Innocent Steps is a 2005 South Korean comedy drama film directed by Park Young-hoon. Another English title for the movie is "Dancing princess".

There's a director's cut version of the movie featuring additional 17 minutes of footage and alternative cut of the dance scene at competition.

==Plot==
Former acclaimed dancer Na Young-sae (Park Gun-hyung) attempts to make a comeback after his opponent, Hyun-soo (Yoon Chan), purposely injures him at a dance competition. At the suggestion of dance studio manager Ma Sang-doo (Park Won-sang), Young-sae then brings to Korea Jang Chae-ryn (Moon Geun-young), an ethnic Korean from China whom he presumes is a renowned, talented dancer.

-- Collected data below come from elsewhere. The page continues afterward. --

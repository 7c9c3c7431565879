//! AutomationEngine - one hook event in, one decision out.
//!
//! The engine owns the per-project paths and the configuration loaded once
//! at construction. `process_event` is the single entry point: it loads the
//! persisted state, applies the event, runs the trigger stages in their
//! fixed order (tests → build → checkpoint → branch), saves the state and
//! returns the decision. It never raises: persistence problems degrade to
//! defaults or in-memory state, command problems become structured results.

use std::path::PathBuf;

use crate::config::{self, AutomationConfig};
use crate::events::{FileChangeKind, HookDecision, HookEvent};
use crate::gates;
use crate::git;
use crate::patterns;
use crate::recovery;
use crate::state::store;
use crate::state::tracker;
use crate::state::{DevServer, SessionState};
use crate::storage::ProjectPaths;
use crate::triggers;

pub struct AutomationEngine {
    paths: ProjectPaths,
    config: AutomationConfig,
}

impl AutomationEngine {
    /// Creates an engine for a project directory, loading its config.
    pub fn new(project_root: impl Into<PathBuf>) -> Self {
        let paths = ProjectPaths::new(project_root);
        let config = config::load(&paths);
        AutomationEngine { paths, config }
    }

    /// Test constructor with injected parts.
    pub fn with_parts(paths: ProjectPaths, config: AutomationConfig) -> Self {
        AutomationEngine { paths, config }
    }

    pub fn paths(&self) -> &ProjectPaths {
        &self.paths
    }

    pub fn config(&self) -> &AutomationConfig {
        &self.config
    }

    /// Processes one hook event end-to-end.
    pub fn process_event(&self, session_id: Option<&str>, event: &HookEvent) -> HookDecision {
        match event {
            HookEvent::SessionStart => self.handle_session_start(session_id),
            HookEvent::FileModified { path, kind } => self.handle_file_modified(path, *kind),
            HookEvent::CommandPending { command } => self.handle_command_pending(command),
            HookEvent::CommandCompleted { command, output } => {
                self.handle_command_completed(command, output.as_deref())
            }
            HookEvent::Stop => self.handle_stop(),
            HookEvent::SessionEnd => self.handle_session_end(),
        }
    }

    // ─────────────────────────────────────────────────────────────────────
    // Event handlers
    // ─────────────────────────────────────────────────────────────────────

    /// New session: report interrupted work, then roll the session over.
    ///
    /// Project-level facts (test/build status, git bookkeeping) survive the
    /// rollover; the per-session file sets and dev servers start empty.
    fn handle_session_start(&self, session_id: Option<&str>) -> HookDecision {
        let info = recovery::check_crash_recovery(&self.paths);

        let previous = store::load(&self.paths);
        let mut state = SessionState::new(session_id);
        state.tests = previous.tests;
        state.build = previous.build;
        state.git = previous.git;
        state.git.main_branch = self.config.git.main_branch.clone();
        if let Ok(branch) = git::current_branch(self.paths.root()) {
            state.git.current_branch = branch;
        }

        self.save(&state);

        if info.needs_recovery {
            HookDecision::proceed_with(recovery::format_recovery_context(&info))
        } else {
            HookDecision::proceed()
        }
    }

    /// File touched: track it, then run the automation stages in order.
    fn handle_file_modified(&self, path: &str, kind: FileChangeKind) -> HookDecision {
        let loaded = self.load();
        let mut state = match kind {
            FileChangeKind::Edit => tracker::track_file_modified(&loaded, path),
            FileChangeKind::Write => tracker::track_file_created(&loaded, path),
        };

        let mut actions = Vec::new();
        let cwd = self.paths.root();

        let stage = triggers::maybe_run_tests(&state, &self.config, path, cwd);
        state = stage.state;
        actions.extend(stage.action);

        let stage = triggers::maybe_run_build(&state, &self.config, cwd);
        state = stage.state;
        actions.extend(stage.action);

        let stage = triggers::maybe_create_checkpoint(&state, &self.config, cwd);
        state = stage.state;
        actions.extend(stage.action);

        let stage = triggers::maybe_create_branch(&state, &self.config, cwd);
        state = stage.state;
        actions.extend(stage.action);

        self.save(&state);

        if actions.is_empty() {
            HookDecision::proceed()
        } else {
            HookDecision::proceed_with(actions.join("\n"))
        }
    }

    /// Pre-action trust boundary: gate risky version-control commands.
    fn handle_command_pending(&self, command: &str) -> HookDecision {
        if !self.config.enabled {
            return HookDecision::proceed();
        }

        let gates = if gates::is_commit_command(command) {
            self.commit_gates()
        } else if gates::is_merge_command(command) {
            self.merge_gates()
        } else {
            return HookDecision::proceed();
        };
        if gates.is_empty() {
            return HookDecision::proceed();
        }

        let report = gates::run_quality_gates(&gates, self.paths.root());
        let summary = report.summary();
        if report.blocking {
            HookDecision::block(format!("Quality gates failed:\n{}", summary))
        } else {
            HookDecision::proceed_with(summary)
        }
    }

    /// Post-command bookkeeping: dev-server registry.
    fn handle_command_completed(&self, command: &str, output: Option<&str>) -> HookDecision {
        let Some((key, port)) = patterns::detect_dev_server(command) else {
            return HookDecision::proceed();
        };

        let state = self.load();
        let last_error = output.and_then(|out| {
            out.lines()
                .find(|line| line.contains("EADDRINUSE") || line.contains("Error"))
                .map(str::to_string)
        });
        let server = DevServer {
            command: command.to_string(),
            port,
            started_at: chrono::Utc::now(),
            last_error,
        };
        let state = tracker::record_dev_server(&state, &key, server);
        self.save(&state);
        HookDecision::proceed()
    }

    /// Session wrapping up cleanly: checkpoint whatever is in progress.
    fn handle_stop(&self) -> HookDecision {
        let state = self.load();
        if !self.config.enabled || !self.config.git.auto_checkpoint {
            return HookDecision::proceed();
        }

        match git::create_checkpoint(self.paths.root(), "Session wrap-up checkpoint") {
            Ok(Some(checkpoint)) => {
                let state = tracker::record_checkpoint(&state, checkpoint);
                self.save(&state);
                HookDecision::proceed_with("Wrap-up checkpoint created")
            }
            Ok(None) => HookDecision::proceed(),
            Err(e) => {
                tracing::warn!(error = %e, "Wrap-up checkpoint failed");
                HookDecision::proceed()
            }
        }
    }

    /// Session gone: dev servers die with it.
    fn handle_session_end(&self) -> HookDecision {
        let mut state = self.load();
        state.dev_servers.clear();
        self.save(&state);
        HookDecision::proceed()
    }

    // ─────────────────────────────────────────────────────────────────────
    // Gate pipelines
    // ─────────────────────────────────────────────────────────────────────

    fn commit_gates(&self) -> Vec<gates::QualityGate> {
        gates::default_gates(&self.config)
            .into_iter()
            .filter(|gate| match gate.name.as_str() {
                "type-check" => self.config.typecheck.run_before_commit,
                "test" => self.config.testing.run_before_commit,
                _ => true,
            })
            .collect()
    }

    fn merge_gates(&self) -> Vec<gates::QualityGate> {
        let mut pipeline = Vec::new();
        if self.config.typecheck.run_before_merge {
            pipeline.push(gates::QualityGate::new(
                "type-check",
                &self.config.typecheck.command,
                None,
                true,
            ));
        }
        if self.config.build.run_before_merge {
            pipeline.push(gates::QualityGate::new(
                "build",
                &self.config.build.command,
                None,
                true,
            ));
        }
        if self.config.testing.run_before_merge {
            pipeline.push(gates::QualityGate::new(
                "test",
                &self.config.testing.command,
                None,
                true,
            ));
        }
        pipeline
    }

    // ─────────────────────────────────────────────────────────────────────
    // State I/O
    // ─────────────────────────────────────────────────────────────────────

    fn load(&self) -> SessionState {
        let state = store::load(&self.paths);
        if !state.git.current_branch.is_empty() {
            return state;
        }
        // First event before any SessionStart: pick the branch up lazily.
        match git::current_branch(self.paths.root()) {
            Ok(branch) => tracker::record_current_branch(&state, &branch),
            Err(_) => state,
        }
    }

    /// Save failures are logged and swallowed: losing one checkpoint record
    /// beats blocking the user's workflow.
    fn save(&self, state: &SessionState) {
        if let Err(e) = store::save(&self.paths, state) {
            tracing::warn!(error = %e, "Failed to persist session state");
        }
    }
}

To his surprise, Young-sae learns Chae-ryn knows nothing about dancing and her soon-to-be married, older sister, Jang Chae-min, is the talented dancer. With only three months until the national dance championship, Young-sae trains Chae-ryn, vowing to turn her into a world-class dancer.

==Cast==
- Moon Geun-young as Jang Chae-min
- Park Gun-hyung as Na Young-sae
- Park Won-sang as Ma Sang-doo
- Yoon Chan as Jung Hyun-soo

==Awards and nominations==
- 2005 Grand Bell Awards
- Nomination – Best Actress – Moon Geun-young
- Nomination – Best New Actor – Park Gun-hyung
- Nomination – Best Costume Design – Lee Ji-young

- 2005 Blue Dragon Film Awards
- Nomination – Best New Actor – Park Gun-hyung

- 2005 Korean Film Awards
- Best New Actor – Park Gun-hyung

==Critical reception==
The film received mixed to negative reviews. Variety reviewer, Derek Elley favorably compared the film to Dance with the Wind, citing Moon Geun-young and Park Gun-hyung's performances, but wrote "the plot holds no water." Koreanfilm.org critic Tom Giammarco called the film "disappointing and cliche," and Darcy Paquet credited the film's box office success to Moon's celebrity status and noted that the ending was disappointing: "We never even really get to see the knock-em-dead dance sequence that you'd expect."

==Remake==
In 2015, Culture Cap Korea announced that it will co-produce a Chinese remake, which will cast a Chinese actor and a Korean actress. 60% of filming will take place in China, and 40% in Busan.